A duty officer at the prison said in an interview that it was “impossible” for a prisoner to be beaten by another prisoner in front of more than 200 prisoners, although he added that those who beat others are punished by having their jail terms extended. Those who report such beatings have their sentences reduced, said the duty officer, who asked not to be identified.

He also denied that anyone was forbidden from speaking to other prisoners, and that a line was drawn in front of any cell door and said it was “impossible” that a prisoner could be deprived of his right to read books and newspapers. He also said it was impossible that a disabled prisoner would be forced to engage in prison labor.

“They engage in manual labor, not physical labor. They work eight hours manufacturing handicrafts. But it’s impossible for someone who’s in ill health to engage in labor,” the official said. “He would get treatment.” Hunger-striking prisoners are hospitalized for treatment, he said, adding, “Isn’t that called medical parole?”

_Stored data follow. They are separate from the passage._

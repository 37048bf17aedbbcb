//! Buffer
//! Bounded history of raw lines, oldest evicted first.
//!
//! Two of these exist per session (all log lines, connection events), each
//! wrapped in a `Sink` that can be paused independently. Pausing only stops
//! future writes; it never touches lines already stored.

use super::record::RawLine;

use std::{collections::VecDeque, ops::Deref, sync::Arc};

pub const DEFAULT_HISTORY_CAPACITY: usize = 2000;

/// Immutable copy of a history at some revision.
///
/// `start` is the sequence number of the first line: the count of lines
/// that ever left the front of the buffer, by eviction or `clear`. Two
/// snapshots of one buffer with the same `start` differ only by appended
/// lines.
#[derive(Debug, Clone)]
pub struct HistorySnapshot {
    lines: Arc<[RawLine]>,
    start: u64,
}

impl HistorySnapshot {
    pub fn start(&self) -> u64 {
        self.start
    }

    pub fn ptr_eq(&self, other: &HistorySnapshot) -> bool {
        Arc::ptr_eq(&self.lines, &other.lines) && self.start == other.start
    }
}

impl Deref for HistorySnapshot {
    type Target = [RawLine];

    fn deref(&self) -> &[RawLine] {
        &self.lines
    }
}

#[derive(Debug)]
pub struct HistoryBuffer {
    lines: VecDeque<RawLine>,
    capacity: usize,
    revision: u64,
    start: u64,
}

impl HistoryBuffer {
    pub fn new(capacity: usize) -> Self {
        let capacity = capacity.max(1);
        Self {
            lines: VecDeque::with_capacity(capacity.min(65_536)),
            capacity,
            revision: 0,
            start: 0,
        }
    }

    pub fn capacity(&self) -> usize {
        self.capacity
    }

    pub fn len(&self) -> usize {
        self.lines.len()
    }

    pub fn is_empty(&self) -> bool {
        self.lines.is_empty()
    }

    /// Bumped on every mutation.
    pub fn revision(&self) -> u64 {
        self.revision
    }

    /// Appends `items`, then trims the front back down to capacity.
    pub fn push<I>(&mut self, items: I)
    where
        I: IntoIterator<Item = RawLine>,
    {
        let before = self.lines.len();
        self.lines.extend(items);
        if self.lines.len() == before {
            return;
        }
        while self.lines.len() > self.capacity {
            self.lines.pop_front();
            self.start += 1;
        }
        self.revision += 1;
    }

    /// Sequence number of the oldest stored line.
    pub fn start(&self) -> u64 {
        self.start
    }

    /// Fresh snapshot, not a live view.
    pub fn get_all(&self) -> HistorySnapshot {
        HistorySnapshot {
            lines: self.lines.iter().cloned().collect(),
            start: self.start,
        }
    }

    pub fn clear(&mut self) {
        if !self.lines.is_empty() {
            self.start += self.lines.len() as u64;
            self.lines.clear();
            self.revision += 1;
        }
    }
}

impl Default for HistoryBuffer {
    fn default() -> Self {
        Self::new(DEFAULT_HISTORY_CAPACITY)
    }
}

/// A history buffer plus its pause switch.
#[derive(Debug, Default)]
pub struct Sink {
    history: HistoryBuffer,
    paused: bool,
}

impl Sink {
    pub fn new(capacity: usize) -> Self {
        Self {
            history: HistoryBuffer::new(capacity),
            paused: false,
        }
    }

    pub fn history(&self) -> &HistoryBuffer {
        &self.history
    }

    pub fn is_paused(&self) -> bool {
        self.paused
    }

    pub fn set_paused(&mut self, paused: bool) {
        self.paused = paused;
    }

    pub fn toggle_paused(&mut self) -> bool {
        self.paused = !self.paused;
        self.paused
    }

    /// Writes `items` unless paused. Returns the number of lines written;
    /// a paused sink drops the batch.
    pub fn write(&mut self, items: &[RawLine]) -> usize {
        if self.paused {
            return 0;
        }
        self.history.push(items.iter().cloned());
        items.len()
    }

    pub fn clear(&mut self) {
        self.history.clear();
    }
}

#[cfg(test)]
mod tests {
    use super::*;

    fn lines(range: std::ops::Range<usize>) -> Vec<RawLine> {
        range.map(|i| Arc::from(format!("line {i}"))).collect()
    }

    #[test]
    fn evicts_oldest_first() {
        let mut buf = HistoryBuffer::new(3);
        buf.push(lines(0..2));
        buf.push(lines(2..5));
        let all = buf.get_all();
        assert_eq!(all.len(), 3);
        assert_eq!(&*all[0], "line 2");
        assert_eq!(&*all[2], "line 4");
    }

    #[test]
    fn snapshot_is_detached() {
        let mut buf = HistoryBuffer::new(10);
        buf.push(lines(0..3));
        let snap = buf.get_all();
        buf.clear();
        assert_eq!(snap.len(), 3);
        assert!(buf.is_empty());
    }

    #[test]
    fn revision_tracks_mutation_only() {
        let mut buf = HistoryBuffer::new(10);
        let r0 = buf.revision();
        buf.push(Vec::new());
        buf.clear();
        assert_eq!(buf.revision(), r0);
        buf.push(lines(0..1));
        assert_eq!(buf.revision(), r0 + 1);
        buf.clear();
        assert_eq!(buf.revision(), r0 + 2);
    }

    #[test]
    fn start_counts_lines_gone_from_the_front() {
        let mut buf = HistoryBuffer::new(3);
        buf.push(lines(0..3));
        assert_eq!(buf.get_all().start(), 0);
        buf.push(lines(3..5));
        assert_eq!(buf.start(), 2);
        buf.clear();
        assert_eq!(buf.start(), 5);
        buf.push(lines(5..6));
        let snap = buf.get_all();
        assert_eq!(snap.start(), 5);
        assert!(snap.ptr_eq(&snap.clone()));
        assert!(!snap.ptr_eq(&buf.get_all()));
    }

    #[test]
    fn paused_sink_drops_batches_but_keeps_history() {
        let mut sink = Sink::new(10);
        assert_eq!(sink.write(&lines(0..2)), 2);
        sink.set_paused(true);
        assert_eq!(sink.write(&lines(2..4)), 0);
        assert_eq!(sink.history().len(), 2);
        sink.set_paused(false);
        sink.write(&lines(4..5));
        let all = sink.history().get_all();
        assert_eq!(&*all[2], "line 4");
    }
}
//! Batcher
//!
//! Arriving lines are queued and written to the sinks in one go when the
//! flush timer fires, so a burst of messages costs one history update per
//! interval instead of one per line. At most one flush is pending at any
//! time; lines arriving while it is pending join the same batch.
//!
//! The timer is a `crossbeam::channel::after` receiver owned by the batcher.
//! The owning thread selects on it next to its other channels and calls
//! `flush()` when it fires.

use crate::data::{has_min_fields, is_targeted, RawLine, Sink, DEFAULT_HISTORY_CAPACITY};

use crossbeam::channel::{self, Receiver};
use std::time::{Duration, Instant};
use tracing::debug;

pub const DEFAULT_FLUSH_INTERVAL: Duration = Duration::from_millis(150);

#[derive(Debug, Clone, Copy, PartialEq, Eq, Hash)]
pub enum SinkId {
    /// Every line received.
    Logs,
    /// Lines with the full connection-event shape.
    Domains,
}

impl SinkId {
    pub fn name(&self) -> &'static str {
        match self {
            SinkId::Logs => "logs",
            SinkId::Domains => "domains",
        }
    }
}

/// The two destination histories of a batch.
pub struct Sinks {
    pub logs: Sink,
    pub domains: Sink,
}

impl Sinks {
    pub fn new(capacity: usize) -> Self {
        Self {
            logs: Sink::new(capacity),
            domains: Sink::new(capacity),
        }
    }

    pub fn get(&self, id: SinkId) -> &Sink {
        match id {
            SinkId::Logs => &self.logs,
            SinkId::Domains => &self.domains,
        }
    }

    pub fn get_mut(&mut self, id: SinkId) -> &mut Sink {
        match id {
            SinkId::Logs => &mut self.logs,
            SinkId::Domains => &mut self.domains,
        }
    }
}

impl Default for Sinks {
    fn default() -> Self {
        Self::new(DEFAULT_HISTORY_CAPACITY)
    }
}

#[derive(Debug, Clone, Copy, Default, PartialEq, Eq)]
pub struct FlushReport {
    /// Lines taken from the queue.
    pub lines: usize,
    /// How many of those were targeted traffic.
    pub targeted: usize,
    pub logs_written: usize,
    pub domains_written: usize,
}

pub struct Batcher {
    pending: Vec<RawLine>,
    timer: Option<Receiver<Instant>>,
    interval: Duration,
}

impl Batcher {
    pub fn new(interval: Duration) -> Self {
        Self {
            pending: Vec::new(),
            timer: None,
            interval,
        }
    }

    pub fn interval(&self) -> Duration {
        self.interval
    }

    /// Queues `line` and makes sure a flush is scheduled. Returns true if
    /// this call armed the timer.
    pub fn enqueue(&mut self, line: RawLine) -> bool {
        self.pending.push(line);
        self.schedule()
    }

    /// Arms the flush timer unless it is already armed.
    pub fn schedule(&mut self) -> bool {
        if self.timer.is_some() {
            return false;
        }
        self.timer = Some(channel::after(self.interval));
        true
    }

    pub fn is_scheduled(&self) -> bool {
        self.timer.is_some()
    }

    pub fn pending_len(&self) -> usize {
        self.pending.len()
    }

    /// The armed timer, to select on. `None` while nothing is scheduled;
    /// callers usually substitute `channel::never()`.
    pub fn timer(&self) -> Option<&Receiver<Instant>> {
        self.timer.as_ref()
    }

    /// Empties the queue into the sinks. Paused sinks drop their share of
    /// the batch.
    pub fn flush(&mut self, sinks: &mut Sinks) -> FlushReport {
        self.timer = None;
        let batch = std::mem::take(&mut self.pending);
        if batch.is_empty() {
            return FlushReport::default();
        }

        let events: Vec<RawLine> = batch
            .iter()
            .filter(|line| has_min_fields(line))
            .cloned()
            .collect();
        let report = FlushReport {
            lines: batch.len(),
            targeted: events.iter().filter(|line| is_targeted(line)).count(),
            logs_written: sinks.logs.write(&batch),
            domains_written: sinks.domains.write(&events),
        };
        debug!(
            lines = report.lines,
            targeted = report.targeted,
            logs = report.logs_written,
            domains = report.domains_written,
            "flushed batch"
        );
        report
    }

    /// Disarms the timer. Queued lines stay queued.
    pub fn cancel(&mut self) {
        self.timer = None;
    }

    /// Disarms the timer and drops the queue.
    pub fn discard(&mut self) {
        self.cancel();
        self.pending.clear();
    }
}

impl Default for Batcher {
    fn default() -> Self {
        Self::new(DEFAULT_FLUSH_INTERVAL)
    }
}
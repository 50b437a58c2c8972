use std::collections::HashMap;
use std::sync::Arc;
use std::time::{Duration, Instant};

use parking_lot::Mutex;
use tokio::sync::Notify;

use satel_channel::Channel;
use satel_core::ModuleCaps;
use satel_protocol::{encode_system_changes_request, list_from_bytes, NotifyEvent, NotifySource, Opcode, Request};

use crate::config::{MonitorConfig, ReconfigScope, Reconfigurer};

const MAX_SLEEP: Duration = Duration::from_secs(3600);

/// Drives `READ_SYSTEM_CHANGES` polling and per-zone/per-output refresh
/// reads on a single channel for as long as it stays open. Started on
/// `Connected`, stopped (by dropping or aborting its task) on
/// `Disconnected` — it holds no state that needs to survive a reconnect,
/// since a fresh connection starts diffing from scratch anyway.
pub struct ChangeMonitor {
    channel: Channel,
    config: Arc<Mutex<MonitorConfig>>,
    reconfig: Reconfigurer,
    resp_timeout: Duration,
    shutdown: Arc<Notify>,
    module_caps: Arc<Mutex<ModuleCaps>>,
}

impl ChangeMonitor {
    pub fn new(channel: Channel, resp_timeout: Duration) -> Self {
        Self {
            channel,
            config: Arc::new(Mutex::new(MonitorConfig::default())),
            reconfig: Reconfigurer::new(),
            resp_timeout,
            shutdown: Arc::new(Notify::new()),
            module_caps: Arc::new(Mutex::new(ModuleCaps::empty())),
        }
    }

    /// Builds a monitor over shared config/reconfig/shutdown/module-caps
    /// state — used across a reconnect, where the previous connection's
    /// monitor settings (poll interval, zone/output intervals, capability
    /// bits) must survive onto the fresh channel rather than resetting to
    /// defaults.
    pub fn with_shared_state(
        channel: Channel,
        resp_timeout: Duration,
        config: Arc<Mutex<MonitorConfig>>,
        reconfig: Reconfigurer,
        shutdown: Arc<Notify>,
        module_caps: Arc<Mutex<ModuleCaps>>,
    ) -> Self {
        Self { channel, config, reconfig, resp_timeout, shutdown, module_caps }
    }

    pub fn shared_config(&self) -> Arc<Mutex<MonitorConfig>> {
        self.config.clone()
    }

    pub fn shutdown_handle(&self) -> Arc<Notify> {
        self.shutdown.clone()
    }

    pub fn reconfigurer(&self) -> Reconfigurer {
        self.reconfig.clone()
    }

    pub fn config(&self) -> MonitorConfig {
        self.config.lock().clone()
    }

    /// Applies `mutate` to the shared config under a reconfiguration scope
    /// and signals the monitor task to recompute its sleep deadline.
    pub fn reconfigure(&self, mutate: impl FnOnce(&mut MonitorConfig)) {
        let scope: ReconfigScope = self.reconfig.scope();
        mutate(&mut self.config.lock());
        scope.mark_dirty();
    }

    pub fn set_poll_interval(&self, interval: Duration) {
        self.reconfigure(|c| c.poll_interval = interval);
    }

    /// Non-destructive merge: `0` removes monitoring for `zone`, any other
    /// duration sets/replaces it.
    pub fn set_zone_temperature_interval(&self, zone: u16, interval: Duration) {
        self.reconfigure(|c| {
            if interval.is_zero() {
                c.zone_intervals.remove(&zone);
            } else {
                c.zone_intervals.insert(zone, interval);
            }
        });
    }

    pub fn set_output_power_interval(&self, output: u16, interval: Duration) {
        self.reconfigure(|c| {
            if interval.is_zero() {
                c.output_intervals.remove(&output);
            } else {
                c.output_intervals.insert(output, interval);
            }
        });
    }

    /// Requests the task spawned via `run` to exit at its next wakeup.
    pub fn stop(&self) {
        self.shutdown.notify_one();
    }

    /// Runs until `stop()` is called or the channel closes. Intended to be
    /// spawned as its own task per connection lifetime.
    pub async fn run(self) {
        let mut next_poll: Option<Instant> = None;
        let mut zone_deadlines: HashMap<u16, Instant> = HashMap::new();
        let mut output_deadlines: HashMap<u16, Instant> = HashMap::new();

        loop {
            if !self.channel.is_open() {
                tracing::debug!("change monitor exiting, channel is no longer open");
                return;
            }

            let config = self.config.lock().clone();
            let now = Instant::now();

            if !config.poll_interval.is_zero() && next_poll.is_none() {
                next_poll = Some(now);
            }
            if config.poll_interval.is_zero() {
                next_poll = None;
            }
            for &zone in config.zone_intervals.keys() {
                zone_deadlines.entry(zone).or_insert(now);
            }
            zone_deadlines.retain(|zone, _| config.zone_intervals.contains_key(zone));
            for &output in config.output_intervals.keys() {
                output_deadlines.entry(output).or_insert(now);
            }
            output_deadlines.retain(|output, _| config.output_intervals.contains_key(output));

            let mut sleep_until = now + MAX_SLEEP;
            if let Some(deadline) = next_poll {
                sleep_until = sleep_until.min(deadline);
            }
            sleep_until = zone_deadlines.values().fold(sleep_until, |acc, &d| acc.min(d));
            sleep_until = output_deadlines.values().fold(sleep_until, |acc, &d| acc.min(d));

            let sleep_duration = sleep_until.saturating_duration_since(now);
            if sleep_duration.is_zero() {
                tracing::warn!("change monitor computed a zero sleep duration, proceeding without waiting");
            } else {
                tokio::select! {
                    _ = tokio::time::sleep(sleep_duration) => {}
                    _ = self.reconfig.wait_for_wakeup() => {}
                    _ = self.shutdown.notified() => {
                        tracing::debug!("change monitor stopped");
                        return;
                    }
                }
            }

            if !self.channel.is_open() {
                return;
            }

            let now = Instant::now();
            let config = self.config.lock().clone();

            if let Some(deadline) = next_poll {
                if now >= deadline {
                    self.poll_system_changes().await;
                    next_poll = Some(now + config.poll_interval);
                }
            }

            for (&zone, &interval) in &config.zone_intervals {
                if zone_deadlines.get(&zone).copied().unwrap_or(now) <= now {
                    self.poll_zone_temperature(zone).await;
                    zone_deadlines.insert(zone, now + interval);
                }
            }

            for (&output, &interval) in &config.output_intervals {
                if output_deadlines.get(&output).copied().unwrap_or(now) <= now {
                    self.poll_output_power(output).await;
                    output_deadlines.insert(output, now + interval);
                }
            }
        }
    }

    async fn poll_system_changes(&self) {
        let request = Request::new(Opcode::ReadSystemChanges, encode_system_changes_request(None));
        let response = self.channel.send_command(request, self.resp_timeout).await;
        if response.is_request_error() {
            tracing::debug!(?response.error_code, "system-changes poll failed, will retry next cycle");
            return;
        }

        let byte_32 = self.module_caps.lock().contains(ModuleCaps::BYTE_32);
        for changed in list_from_bytes(&response.payload, response.payload.len() * 8, false) {
            let Some(opcode) = Opcode::from_byte(changed as u8) else { continue };

            // Zones/outputs reads take a 0xFF selector byte when the module
            // supports the wider 256-member bitmap; every other refresh
            // takes an empty body.
            let source = NotifyEvent::from_opcode(opcode).map(|e| e.source());
            let wants_selector = byte_32 && matches!(source, Some(NotifySource::ZONES) | Some(NotifySource::OUTPUTS));
            let body = if wants_selector { vec![0xFF] } else { Vec::new() };

            let refresh = Request::new(opcode, body);
            let refreshed = self.channel.send_command(refresh, self.resp_timeout).await;
            if refreshed.is_request_error() {
                tracing::debug!(?opcode, "refresh read failed, will retry next cycle");
            }
        }
    }

    async fn poll_zone_temperature(&self, zone: u16) {
        let request = Request::new(Opcode::ReadZoneTemperature, vec![zone as u8]);
        let response = self.channel.send_command(request, self.resp_timeout).await;
        if response.is_request_error() {
            tracing::debug!(zone, "temperature poll failed, will retry next cycle");
        }
    }

    async fn poll_output_power(&self, output: u16) {
        let request = Request::new(Opcode::ReadOutputPower, vec![satel_protocol::output_to_byte(output)]);
        let response = self.channel.send_command(request, self.resp_timeout).await;
        if response.is_request_error() {
            tracing::debug!(output, "power poll failed, will retry next cycle");
        }
    }
}

#[cfg(test)]
mod tests {
    use super::*;
    use satel_channel::ChannelEvent;
    use tokio::sync::mpsc;

    /// Scenario 6 from spec.md §8: a 2-second poll interval, a
    /// `READ_SYSTEM_CHANGES` response with only `READ_ZONES_VIOLATION`'s bit
    /// set, and exactly one refresh read of that opcode as a result.
    #[tokio::test]
    async fn poll_cycle_refreshes_only_the_changed_opcode() {
        let (client_tx, client_rx) = mpsc::unbounded_channel();
        let (server_tx, mut server_rx) = mpsc::unbounded_channel();
        let client = Channel::new(client_tx, Duration::from_secs(3600));
        let server = Channel::new(server_tx, Duration::from_secs(3600));
        let (client_halves, server_halves) = satel_transport::pair(4096);
        client.attach(client_halves.0, client_halves.1, None).await;
        server.attach(server_halves.0, server_halves.1, None).await;
        drop(client_rx);

        let fake_panel = tokio::spawn(async move {
            // First request: the system-changes poll. Reply with bit 0 set
            // (READ_ZONES_VIOLATION, opcode 0x00) in a one-byte bitmap.
            let changes = loop {
                match server_rx.recv().await {
                    Some(ChannelEvent::Notification { opcode: Opcode::ReadSystemChanges, .. }) => break true,
                    None => break false,
                    _ => continue,
                }
            };
            assert!(changes, "expected a READ_SYSTEM_CHANGES request");
            let reply = Request::new(Opcode::ReadSystemChanges, vec![0x01]);
            server.send_command(reply, Duration::from_millis(200)).await;

            // Second request: the refresh read the monitor issues for the
            // single changed opcode.
            let refreshed = loop {
                match server_rx.recv().await {
                    Some(ChannelEvent::Notification { opcode: Opcode::ReadZonesViolation, .. }) => break true,
                    None => break false,
                    _ => continue,
                }
            };
            assert!(refreshed, "expected a READ_ZONES_VIOLATION refresh read");
            let reply = Request::new(Opcode::ReadZonesViolation, vec![0x00; 16]);
            server.send_command(reply, Duration::from_millis(200)).await;
        });

        let monitor = ChangeMonitor::new(client.clone(), Duration::from_millis(200));
        monitor.set_poll_interval(Duration::from_millis(10));
        let stop_handle = monitor.shutdown_handle();
        let run_handle = tokio::spawn(monitor.run());

        tokio::time::timeout(Duration::from_secs(2), fake_panel)
            .await
            .expect("fake panel task timed out")
            .expect("fake panel task panicked");

        stop_handle.notify_one();
        tokio::time::timeout(Duration::from_secs(1), run_handle)
            .await
            .expect("monitor did not stop after shutdown")
            .expect("monitor task panicked");
    }

    /// Under `ModuleCaps::BYTE_32`, a zones refresh carries a single 0xFF
    /// selector byte instead of an empty body.
    #[tokio::test]
    async fn byte_32_module_widens_the_zones_refresh_with_a_selector_byte() {
        let (client_tx, client_rx) = mpsc::unbounded_channel();
        let (server_tx, mut server_rx) = mpsc::unbounded_channel();
        let client = Channel::new(client_tx, Duration::from_secs(3600));
        let server = Channel::new(server_tx, Duration::from_secs(3600));
        let (client_halves, server_halves) = satel_transport::pair(4096);
        client.attach(client_halves.0, client_halves.1, None).await;
        server.attach(server_halves.0, server_halves.1, None).await;
        drop(client_rx);

        let fake_panel = tokio::spawn(async move {
            loop {
                match server_rx.recv().await {
                    Some(ChannelEvent::Notification { opcode: Opcode::ReadSystemChanges, .. }) => break,
                    None => return,
                    _ => continue,
                }
            }
            let reply = Request::new(Opcode::ReadSystemChanges, vec![0x01]);
            server.send_command(reply, Duration::from_millis(200)).await;

            let payload = loop {
                match server_rx.recv().await {
                    Some(ChannelEvent::Notification { opcode: Opcode::ReadZonesViolation, payload }) => break payload,
                    None => return,
                    _ => continue,
                }
            };
            assert_eq!(payload, vec![0xFF], "expected the 0xFF selector byte under BYTE_32");
            let reply = Request::new(Opcode::ReadZonesViolation, vec![0x00; 32]);
            server.send_command(reply, Duration::from_millis(200)).await;
        });

        let monitor = ChangeMonitor::with_shared_state(
            client.clone(),
            Duration::from_millis(200),
            Arc::new(Mutex::new(MonitorConfig::default())),
            Reconfigurer::new(),
            Arc::new(Notify::new()),
            Arc::new(Mutex::new(ModuleCaps::BYTE_32)),
        );
        monitor.set_poll_interval(Duration::from_millis(10));
        let stop_handle = monitor.shutdown_handle();
        let run_handle = tokio::spawn(monitor.run());

        tokio::time::timeout(Duration::from_secs(2), fake_panel)
            .await
            .expect("fake panel task timed out")
            .expect("fake panel task panicked");

        stop_handle.notify_one();
        tokio::time::timeout(Duration::from_secs(1), run_handle)
            .await
            .expect("monitor did not stop after shutdown")
            .expect("monitor task panicked");
    }
}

Police seized three computers, handwritten papers and notebooks, and a cellphone when they arrested Guo in September last year, according to his wife. Guo first drew international attention as part of the legal team helping the villagers of Taishi, Guangdong province, to prepare a recall case against their elected village chief amid allegations of corruption during a land deal.

He has also reported severe beatings at the hands of the police following the bitter and long-running dispute, during which he served as a member of Beijing-based lawyer Gao Zhisheng’s law firm. Gao lost his law license after he criticized the government for its treatment of the banned Falun Gong movement.